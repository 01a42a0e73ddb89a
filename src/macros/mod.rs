//! Macros that capture the enclosing function name at compile time.
//!
//! - [`macro@crate::exterror`] - Creates an [`ExtError`](crate::ExtError) whose calling
//!   function is exact, instead of being resolved from debug symbols at runtime.
//! - [`macro@crate::function_name`] - Fully qualified name of the enclosing function.
//!
//! # Examples
//!
//! ```
//! use exterror::exterror;
//!
//! fn open_session() -> exterror::ExtError {
//!     exterror!(7, "session could not be opened")
//! }
//!
//! let err = open_session();
//! assert!(err.location().calling_function().ends_with("open_session"));
//! ```

/// Creates an [`ExtError`](crate::ExtError) at the invocation site.
///
/// # Syntax
///
/// - `exterror!(id, message)`
/// - `exterror!(id, message, parent)` - `parent` is anything convertible into a boxed error
///
/// File and line are the macro invocation's; the calling function comes from
/// [`function_name!`](crate::function_name), so it does not depend on debug info.
///
/// # Examples
///
/// ```rust
/// use exterror::exterror;
///
/// let parent = std::io::Error::new(std::io::ErrorKind::TimedOut, "read timed out");
/// let err = exterror!(504, "upstream did not answer", parent)
///     .with_debug_field("upstream", "billing");
///
/// assert_eq!(err.id(), 504);
/// assert!(err.render().contains("read timed out"));
/// ```
#[macro_export]
macro_rules! exterror {
    ($id:expr, $msg:expr $(,)?) => {
        $crate::ExtError::__with_function(
            $id,
            $msg,
            ::core::option::Option::None,
            $crate::function_name!(),
        )
    };
    ($id:expr, $msg:expr, $parent:expr $(,)?) => {
        $crate::ExtError::__with_function(
            $id,
            $msg,
            ::core::option::Option::Some(::core::convert::Into::into($parent)),
            $crate::function_name!(),
        )
    };
}

/// Expands to the fully qualified name of the enclosing function as `&'static str`.
///
/// Closure segments are dropped, so inside a closure or `async` block this is
/// the function that contains it.
///
/// # Examples
///
/// ```
/// fn handler() -> &'static str {
///     exterror::function_name!()
/// }
///
/// assert!(handler().ends_with("::handler"));
/// ```
#[macro_export]
macro_rules! function_name {
    () => {{
        fn __exterror_here() {}
        fn __exterror_type_name_of<T>(_: T) -> &'static str {
            ::core::any::type_name::<T>()
        }
        $crate::location::__enclosing_function(__exterror_type_name_of(__exterror_here))
    }};
}
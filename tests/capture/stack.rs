use exterror::config::DEFAULT_STACK_LIMIT;
use exterror::{stack, CaptureConfig, ExtError};
use std::hint::black_box;

fn recurse<F: Fn() -> T, T>(depth: usize, f: &F) -> T {
    if depth == 0 {
        f()
    } else {
        black_box(recurse(depth - 1, f))
    }
}

#[test]
fn stack_starts_at_the_creating_function() {
    let err = ExtError::new(1, "with stack");

    let first = err.stack_trace().lines().next().unwrap_or_default();
    assert!(
        first.contains("stack_starts_at_the_creating_function"),
        "unexpected first frame: {first}"
    );
}

#[test]
fn stack_excludes_capture_frames() {
    let err = ExtError::new(1, "with stack");
    let trace = err.stack_trace();

    assert!(!trace.contains("backtrace::capture::"));
    assert!(!trace.contains("backtrace::backtrace::"));
    assert!(!trace.contains("exterror::stack::"));
    assert!(!trace.contains("ExtError::new"));
}

#[test]
fn capture_starts_at_its_caller() {
    let trace = stack::capture_default();

    let first = trace.lines().next().unwrap_or_default();
    assert!(first.contains("capture_starts_at_its_caller"), "unexpected first frame: {first}");
}

#[test]
fn deep_stacks_are_truncated_to_the_buffer() {
    let trace = recurse(300, &stack::capture_default);

    assert!(!trace.is_empty());
    assert!(trace.len() <= DEFAULT_STACK_LIMIT);
}

#[test]
fn small_limits_are_respected() {
    for limit in [0, 1, 17, 64, 500] {
        let trace = stack::capture(limit);
        assert!(trace.len() <= limit, "limit {limit} exceeded: {}", trace.len());
    }
}

#[test]
fn configured_limit_bounds_the_error_stack() {
    let config = CaptureConfig::with_stack_limit(128);
    let err = recurse(100, &|| ExtError::new_with_config(5, "deep", None, &config));

    assert!(!err.stack_trace().is_empty());
    assert!(err.stack_trace().len() <= 128);
}

#[test]
fn disabled_stack_capture_keeps_the_location() {
    let config = CaptureConfig::location_only();
    let line = line!() + 1;
    let err = ExtError::new_with_config(9, "no stack", None, &config);

    assert_eq!(err.stack_trace(), "");
    assert_eq!(err.location().line(), line);
    assert!(err.render().ends_with("\tTrace:"));
}

#[test]
fn capture_config_defaults() {
    let config = CaptureConfig::default();
    assert!(config.capture_stack);
    assert_eq!(config.stack_limit, 4096);
    assert!(!CaptureConfig::location_only().capture_stack);
}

- - -

→ **How to complete this task**: Please reproduce the lines from the line with "fn __exterror_type_name_of<T>(_: T)" to the line with "let trace = stack::capture(limit);", both ends included, exactly as they appear above.

→ **Result for this task**:
        fn __exterror_type_name_of<T>(_: T) -> &'static str {
            ::core::any::type_name::<T>()
        }
        $crate::location::__enclosing_function(__exterror_type_name_of(__exterror_here))
    }};
}
filename tests/capture/stack.rs
use exterror::config::DEFAULT_STACK_LIMIT;
use exterror::{stack, CaptureConfig, ExtError};
use std::hint::black_box;

fn recurse<F: Fn() -> T, T>(depth: usize, f: &F) -> T {
    if depth == 0 {
        f()
    } else {
        black_box(recurse(depth - 1, f))
    }
}

#[test]
fn stack_starts_at_the_creating_function() {
    let err = ExtError::new(1, "with stack");

    let first = err.stack_trace().lines().next().unwrap_or_default();
    assert!(
        first.contains("stack_starts_at_the_creating_function"),
        "unexpected first frame: {first}"
    );
}

#[test]
fn stack_excludes_capture_frames() {
    let err = ExtError::new(1, "with stack");
    let trace = err.stack_trace();

    assert!(!trace.contains("backtrace::capture::"));
    assert!(!trace.contains("backtrace::backtrace::"));
    assert!(!trace.contains("exterror::stack::"));
    assert!(!trace.contains("ExtError::new"));
}

#[test]
fn capture_starts_at_its_caller() {
    let trace = stack::capture_default();

    let first = trace.lines().next().unwrap_or_default();
    assert!(first.contains("capture_starts_at_its_caller"), "unexpected first frame: {first}");
}

#[test]
fn deep_stacks_are_truncated_to_the_buffer() {
    let trace = recurse(300, &stack::capture_default);

    assert!(!trace.is_empty());
    assert!(trace.len() <= DEFAULT_STACK_LIMIT);
}

#[test]
fn small_limits_are_respected() {
    for limit in [0, 1, 17, 64, 500] {
        let trace = stack::capture(limit);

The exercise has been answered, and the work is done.